Although raised as Muslims, the Mirmehdis have found Christianity during their lengthy stay in jail. All of them say they read Christian literature, and Mohsen, 37, said he attended Catholic services regularly.

“I still believe in God, and that truth will set us free one day,” he said.

“Every day is like a roller coaster,” added Mojtaba, 41. “Some days you have hope of being released, other days you don’t.”

According to court documents, he was arrested by the Iranian regime in 1981 and served three years in prison, where he was tortured. Later, he served in the Iranian army for 2 1/2 years.

The brothers deny any association with the MEK. They and their lawyers said the FBI approached them “four or five” times after their arrests, offering them freedom if they agreed to work as informants.

“It was clear to us that they wanted us to give false testimony against others,” said Mostafa.” The DHS wants us to give up. That’s their intention,” said Mohammed, 34. “They want us to surrender. But we believe we’re right. That’s why we continue fighting.”

After a mandatory 90-day review of their case in November, the Department of Homeland Security said the four would not be released because they were a threat to national security and a flight risk.

In December, the department modified its position, describing them instead as “a danger to the community” and a flight risk.

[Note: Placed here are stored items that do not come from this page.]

//! Configuration errors.

use super::error_code::{self, CfinderErrorCode};

/// Errors that can occur during configuration loading and validation.
#[derive(Debug, thiserror::Error)]
pub enum ConfigError {
    #[error("Config file not found: {path}")]
    FileNotFound { path: String },

    #[error("Config parse error in {path}: {message}")]
    ParseError { path: String, message: String },

    #[error("Config validation failed for {field}: {message}")]
    ValidationFailed { field: String, message: String },

    #[error("Invalid config value for {field}: {message}")]
    InvalidValue { field: String, message: String },
}

impl CfinderErrorCode for ConfigError {
    fn error_code(&self) -> &'static str {
        error_code::CONFIG_ERROR
    }
}
/// Existence test in a condition: `(subject chain, positive)`.
fn existence_test(cond: &RepresentationNode) -> Option<(&RepresentationNode, bool)> {
    match cond.kind {
        NodeKind::Not => existence_test(cond.child(0)?).map(|(s, p)| (s, !p)),
        NodeKind::BoolOp if cond.text() == "and" => cond
            .children
            .iter()
            .find_map(|c| existence_test(c).filter(|(_, positive)| *positive)),
        NodeKind::Call => {
            if let Some((method, object)) = method_call(cond) {
                return match method {
                    "exists" | "first" | "count" | "last" => Some((object, true)),
                    "filter" => Some((cond, true)),
                    _ => None,
                };
            }
            None
        }
        NodeKind::Compare => {
            let left = cond.child(0)?;
            let right = cond.child(1)?;
            let op = cond.text();
            if right.kind == NodeKind::None {
                let (method, object) = method_call(left)?;
                if method != "first" && method != "last" {
                    return None;
                }
                return match op {
                    "is not" | "!=" => Some((object, true)),
                    "is" | "==" => Some((object, false)),
                    _ => None,
                };
            }
            let subject = counted_subject(left)?;
            let n: i64 = (right.kind == NodeKind::Number)
                .then(|| right.text().parse().ok())
                .flatten()?;
            match (op, n) {
                (">", 0) | (">=", 1) | ("!=", 0) => Some((subject, true)),
                ("==", 0) | ("<", 1) | ("<=", 0) => Some((subject, false)),
                _ => None,
            }
        }
        _ => None,
    }
}

/// `qs.count()` or `len(qs)`.
fn counted_subject(expr: &RepresentationNode) -> Option<&RepresentationNode> {
    if expr.kind != NodeKind::Call {
        return None;
    }
    if let Some(("count", object)) = method_call(expr) {
        return Some(object);
    }
    let callee = expr.callee()?;
    if callee.ident() == Some("len") {
        return expr.positional_args().next();
    }
    None
}

/// Block statements that react to a duplicate: raise, return, continue,
/// or an error log.
fn reacts(block: Option<&RepresentationNode>) -> bool {
    block.is_some_and(|b| {
        b.children.iter().any(|s| match s.kind {
            NodeKind::Raise | NodeKind::Return => true,
            NodeKind::Other => s.text() == "continue_statement",
            NodeKind::ExprStmt => s
                .child(0)
                .and_then(method_call)
                .is_some_and(|(m, _)| ERROR_LOG_METHODS.contains(&m)),
            _ => false,
        })
    })
}

/// Block statements that insert a row.
fn creates(block: Option<&RepresentationNode>) -> bool {
    let mut found = false;
    if let Some(b) = block {
        for stmt in &b.children {
            each_node(stmt, usize::MAX, &mut |n| {
                if n.kind != NodeKind::Call {
                    return;
                }
                if let Some((m, _)) = method_call(n) {
                    if CREATE_METHODS.contains(&m) {
                        found = true;
                    }
                } else if n.callee().and_then(|c| c.ident()).is_some_and(is_model_name) {
                    found = true;
                }
            });
        }
    }
    found
}

fn chain_root_ident(expr: &RepresentationNode) -> Option<&str> {
    match expr.kind {
        NodeKind::Identifier => expr.value.as_deref(),
        NodeKind::Call => chain_root_ident(expr.callee()?.child(0)?),
        NodeKind::Attribute | NodeKind::Subscript => chain_root_ident(expr.child(0)?),
        _ => None,
    }
}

Van Der Hout, the Mirmehdis’ attorney, said it was “outrageous for the government to continue saying they are a national security risk when the Board of Immigration Appeals said the opposite.”

Odencrantz countered that their alleged ties to the MEK made them a national security threat. “The brothers want to be released. We don’t want to release them,” he said. “We have until Feb. 20 to fish or cut bait.”

When they were arrested in 1999, the Mirmehdis admitted lying in applications for political asylum but said it was because they inadvertently missed the application deadline.

According to court documents, two Iranian immigrants who helped the brothers prepare their applications and coached them to lie in their interviews with immigration officers were FBI informants with criminal records. When the Mirmehdis were re-arrested in 2001, the informants told the FBI that they were MEK members who supported the group’s anti-Iranian terrorist agenda.

The primary evidence used to tie the four to the MEK was a list of names seized in a raid of a suspected MEK safe house in Los Angeles in February 2001. The government said the list, which included the Mirmehdis, was a roster of MEK cell members. The brothers said it was a list of individuals planning to attend a rally in protest of the Iranian government.

Two of the brothers admitted attending an MEK rally in Denver in 1997, before the group was put on the State Department’s terrorist list.

An immigration judge subsequently ruled that attendance at the rally was protected by the 1st Amendment and that their names on the safe house list did not establish that they were linked to the MEK.

In the interview at the Terminal Island lockup, the Mirmehdis said the government falsely accused them of being MEK members to keep them locked up.

Their years in custody have taken an emotional, physical and financial toll on them. They have spent more than $150,000 on lawyers and depleted their savings. They are either losing their hair or it is turning gray, and three of them are on antidepressants. The fourth brother quit taking the medication because of its side effects.

The brothers spread photos from happier times on a table. There was a picture of Mojtaba receiving a New England Patriots jacket for his birthday, along with photos taken during excursions the brothers took to Solvang, Yosemite and Arizona.

They are bitter that the government used Mostafa’s and Mohammed’s attendance at a 1997 rally against the Iranian government to justify their detention.

“We went to a pro-democracy rally against one of the axis of evil,” Mohsen said, speaking for his brothers. “How can that be a terrorist act?”